Implant dentistry has evolved into one of the most predictable treatment alternatives for partially and completely edentulous patients. The initial excitement about successful osseointegration has allowed clinicians to offer an extended set of treatment alternatives that include single tooth replacement to full mouth reconstruction. Pioneering protocols of the early 1980s relied on a two-stage surgical approach that allowed for the biological aspects of osseointegration to be achieved at the cellular level, insuring long-term success. These procedures often required extended periods of time to complete. Through strategic marketing and word of mouth, demand for implant-related treatment continues to grow and has compelled clinicians to search for new and improved methods to deliver such care within a shorter time period without sacrificing accuracy. As treatment protocols have progressed, implant manufacturers have met the challenge of providing surgical and prosthetic components to maximize outcomes in function and esthetics. However, as with any surgical intervention, problems can arise. Often, difficulties related to poor surgical or prosthetic outcomes can be directly linked to the diagnostic and treatment-planning phase.

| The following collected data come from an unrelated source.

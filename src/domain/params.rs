//! Parameter Decoding
//!
//! Positional arguments arrive as hex text of ABI-encoded words. The
//! decoder turns them into typed values before anything touches the network.

use alloy_primitives::{Address, U256};
use alloy_sol_types::SolValue;
use thiserror::Error;

use super::mode::{AmountSide, QuoteMode};

/// Decoding errors, tagged with the offending argument name
#[derive(Debug, Error)]
pub enum DecodeError {
    #[error("expected {expected} arguments, got {actual}")]
    ArgumentCount { expected: usize, actual: usize },
    #[error("argument '{name}' is not valid hex: {reason}")]
    InvalidHex { name: &'static str, reason: String },
    #[error("argument '{name}' is not a valid ABI {abi_type}: {reason}")]
    InvalidAbi {
        name: &'static str,
        abi_type: &'static str,
        reason: String,
    },
}

/// Typed values decoded from the command line
#[derive(Debug, Clone, PartialEq, Eq)]
pub struct QuoteParams {
    pub quantity: U256,
    pub sell_token: Address,
    pub buy_token: Address,
    /// Present only in mint-aware mode
    pub mint: Option<bool>,
}

impl QuoteParams {
    /// Decode the positional arguments for `mode`.
    ///
    /// The count is checked before any argument is decoded.
    pub fn decode<S: AsRef<str>>(mode: QuoteMode, args: &[S]) -> Result<Self, DecodeError> {
        if args.len() != mode.arg_count() {
            return Err(DecodeError::ArgumentCount {
                expected: mode.arg_count(),
                actual: args.len(),
            });
        }

        let quantity = decode_uint("quantity", args[0].as_ref())?;
        let sell_token = decode_address("sellToken", args[1].as_ref())?;
        let buy_token = decode_address("buyToken", args[2].as_ref())?;

        let mint = match mode {
            QuoteMode::MintAware => {
                let flag = decode_uint("isMint", args[3].as_ref())?;
                Some(flag == U256::from(1))
            }
            QuoteMode::Plain => None,
        };

        Ok(Self {
            quantity,
            sell_token,
            buy_token,
            mint,
        })
    }

    /// Side the quantity is quoted on for `mode`
    pub fn side(&self, mode: QuoteMode) -> AmountSide {
        mode.request_side(self.mint)
    }
}

/// Parse hex text with an optional `0x` prefix
pub fn parse_hex(name: &'static str, arg: &str) -> Result<Vec<u8>, DecodeError> {
    let trimmed = arg.trim();
    let digits = trimmed
        .strip_prefix("0x")
        .or_else(|| trimmed.strip_prefix("0X"))
        .unwrap_or(trimmed);

    hex::decode(digits).map_err(|e| DecodeError::InvalidHex {
        name,
        reason: e.to_string(),
    })
}

/// Decode one ABI `uint256` word
pub fn decode_uint(name: &'static str, arg: &str) -> Result<U256, DecodeError> {
    let bytes = parse_hex(name, arg)?;
    U256::abi_decode(&bytes).map_err(|e| DecodeError::InvalidAbi {
        name,
        abi_type: "uint256",
        reason: e.to_string(),
    })
}

/// Decode one ABI `address` word
pub fn decode_address(name: &'static str, arg: &str) -> Result<Address, DecodeError> {
    let bytes = parse_hex(name, arg)?;

    // The lenient decoder drops the upper 12 bytes; they must be zero padding
    if bytes.len() >= 32 && bytes[..12].iter().any(|b| *b != 0) {
        return Err(DecodeError::InvalidAbi {
            name,
            abi_type: "address",
            reason: "non-zero padding in upper 12 bytes".to_string(),
        });
    }

    Address::abi_decode(&bytes).map_err(|e| DecodeError::InvalidAbi {
        name,
        abi_type: "address",
        reason: e.to_string(),
    })
}
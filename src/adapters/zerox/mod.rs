//! 0x Adapter
//!
//! Implementation of the QuoteSource port for the 0x swap aggregator.

mod client;
mod quote;

pub use client::{ZeroExClient, ZeroExConfig, DEFAULT_API_URL, DEFAULT_SLIPPAGE_PERCENTAGE, QUOTE_PATH};
pub use quote::QuoteResponse;
//! Quote Pipeline
//!
//! Decode -> Fetch -> Re-encode for one invocation. Both programs run this
//! pipeline; the `QuoteMode` selects argument count, amount side and output
//! layout.

use thiserror::Error;

use crate::config::ConfigError;
use crate::domain::{encode_quote, DecodeError, EncodeError, QuoteMode, QuoteParams, QuoteRequest};
use crate::ports::{QuoteError, QuoteSource};

/// Every way a run can end without a payload
#[derive(Debug, Error)]
pub enum PipelineError {
    #[error("{0}")]
    Usage(String),
    #[error("Decode error: {0}")]
    Decode(#[from] DecodeError),
    #[error("Quote error: {0}")]
    Quote(#[from] QuoteError),
    #[error("Encode error: {0}")]
    Encode(#[from] EncodeError),
    #[error("Configuration error: {0}")]
    Config(#[from] ConfigError),
    #[error("Failed to write output: {0}")]
    Output(#[from] std::io::Error),
}

impl PipelineError {
    /// Process exit status for this failure
    pub fn exit_code(&self) -> i32 {
        match self {
            PipelineError::Usage(_) => 1,
            PipelineError::Decode(DecodeError::ArgumentCount { .. }) => 1,
            PipelineError::Decode(_) => 2,
            PipelineError::Quote(_) => 3,
            PipelineError::Encode(_) => 4,
            PipelineError::Config(_) => 5,
            PipelineError::Output(_) => 6,
        }
    }
}

/// Single-shot quote pipeline over any quote source
pub struct QuotePipeline<S> {
    source: S,
    mode: QuoteMode,
    slippage_percentage: f64,
}

impl<S: QuoteSource> QuotePipeline<S> {
    pub fn new(source: S, mode: QuoteMode, slippage_percentage: f64) -> Self {
        Self {
            source,
            mode,
            slippage_percentage,
        }
    }

    pub fn mode(&self) -> QuoteMode {
        self.mode
    }

    /// Build the request sent to the aggregator
    pub fn build_request(&self, params: &QuoteParams) -> QuoteRequest {
        QuoteRequest {
            buy_token: params.buy_token,
            sell_token: params.sell_token,
            side: params.side(self.mode),
            amount: params.quantity,
            slippage_percentage: self.slippage_percentage,
        }
    }

    /// Run the whole pipeline on raw positional arguments.
    ///
    /// The returned bytes are complete; nothing is emitted on error.
    pub async fn run<A: AsRef<str>>(&self, args: &[A]) -> Result<Vec<u8>, PipelineError> {
        let params = QuoteParams::decode(self.mode, args)?;
        tracing::debug!(
            "Decoded {} params: quantity={} sell={} buy={} mint={:?}",
            self.mode,
            params.quantity,
            params.sell_token,
            params.buy_token,
            params.mint
        );

        let request = self.build_request(&params);
        let quote = self.source.fetch_quote(&request).await?;

        let encoded = encode_quote(self.mode, request.side, &quote)?;
        tracing::info!("Encoded {} quote payload ({} bytes)", self.mode, encoded.len());
        Ok(encoded)
    }
}
pub mod pipeline;

pub use pipeline::{QuotePipeline, PipelineError};
//! Result Encoding
//!
//! Packs the selected quote fields into the canonical ABI parameter layout,
//! the same bytes `abi.encode(a, b, ...)` produces on chain.

use alloy_primitives::{Address, Bytes, U256};
use alloy_sol_types::SolValue;
use thiserror::Error;

use super::mode::{AmountSide, QuoteMode};
use super::quote::Quote;

#[derive(Debug, Error)]
pub enum EncodeError {
    #[error("quote field '{field}' is not a decimal uint256: {value:?}")]
    InvalidAmount { field: &'static str, value: String },
}

/// Parse a decimal amount string from the API
pub fn parse_amount(field: &'static str, value: &str) -> Result<U256, EncodeError> {
    let invalid = || EncodeError::InvalidAmount {
        field,
        value: value.to_string(),
    };

    // from_str_radix skips '_' and reads "" as zero
    let digits = value.trim();
    if digits.is_empty() || !digits.chars().all(|c| c.is_ascii_digit()) {
        return Err(invalid());
    }

    U256::from_str_radix(digits, 10).map_err(|_| invalid())
}

/// `(bytes[], uint256)`, call data wrapped in a one-element array
pub fn encode_mint_aware(call_data: &Bytes, amount: U256) -> Vec<u8> {
    (vec![call_data.clone()], amount).abi_encode_params()
}

/// `(bytes, uint256, address)`
pub fn encode_plain(call_data: &Bytes, buy_amount: U256, to: Address) -> Vec<u8> {
    (call_data.clone(), buy_amount, to).abi_encode_params()
}

/// Encode `quote` for `mode`.
///
/// `request_side` is the side the quantity was quoted on; the mint-aware
/// layout reports the amount on the other side.
pub fn encode_quote(
    mode: QuoteMode,
    request_side: AmountSide,
    quote: &Quote,
) -> Result<Vec<u8>, EncodeError> {
    match mode {
        QuoteMode::MintAware => {
            let side = request_side.opposite();
            let amount = parse_amount(side.query_param(), quote.amount(side))?;
            Ok(encode_mint_aware(&quote.data, amount))
        }
        QuoteMode::Plain => {
            let buy_amount = parse_amount("buyAmount", &quote.buy_amount)?;
            Ok(encode_plain(&quote.data, buy_amount, quote.to))
        }
    }
}
//! fetch-0x-quote <quantity> <sellToken> <buyToken> <isMint>
//!
//! Emits `(bytes[], uint256)`: the swap call data and the amount on the
//! opposite side of the requested quantity.

use zerox_quote::adapters::cli;
use zerox_quote::domain::QuoteMode;

#[tokio::main]
async fn main() {
    let code = cli::run(QuoteMode::MintAware).await;
    std::process::exit(code);
}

Proper treatment planning should consist of a thorough assessment of the intraoral hard and soft tissue via direct examination, periapical and panoramic radiography, mounted study models, and (when required) a diagnostic wax-up of the desired result. Most dental students who were trained during the last 25 years in the United States were not taught how to adequately diagnose or plan a dental implant case. Other available diagnostic tools for preoperative assessment can include two-dimensional cephalometric or tomographic films (analog or digital), tissue- or bone-mapping techniques to assess underlying bone geometry, and drilling into stone models to simulate intraoral implant positioning. Recently, emphasis has shifted from relatively arbitrary implant placement in good available host bone (assessed by the surgeon at time of surgery) to placing implants with consideration of the final prosthetic outcome, soft tissue management, emergence profile, and tooth morphology. The goal of implant dentistry is not the implant; it is the tooth that we replace. To facilitate accurate translation from the desired plan to the surgical reality, templates or surgical guides should be used.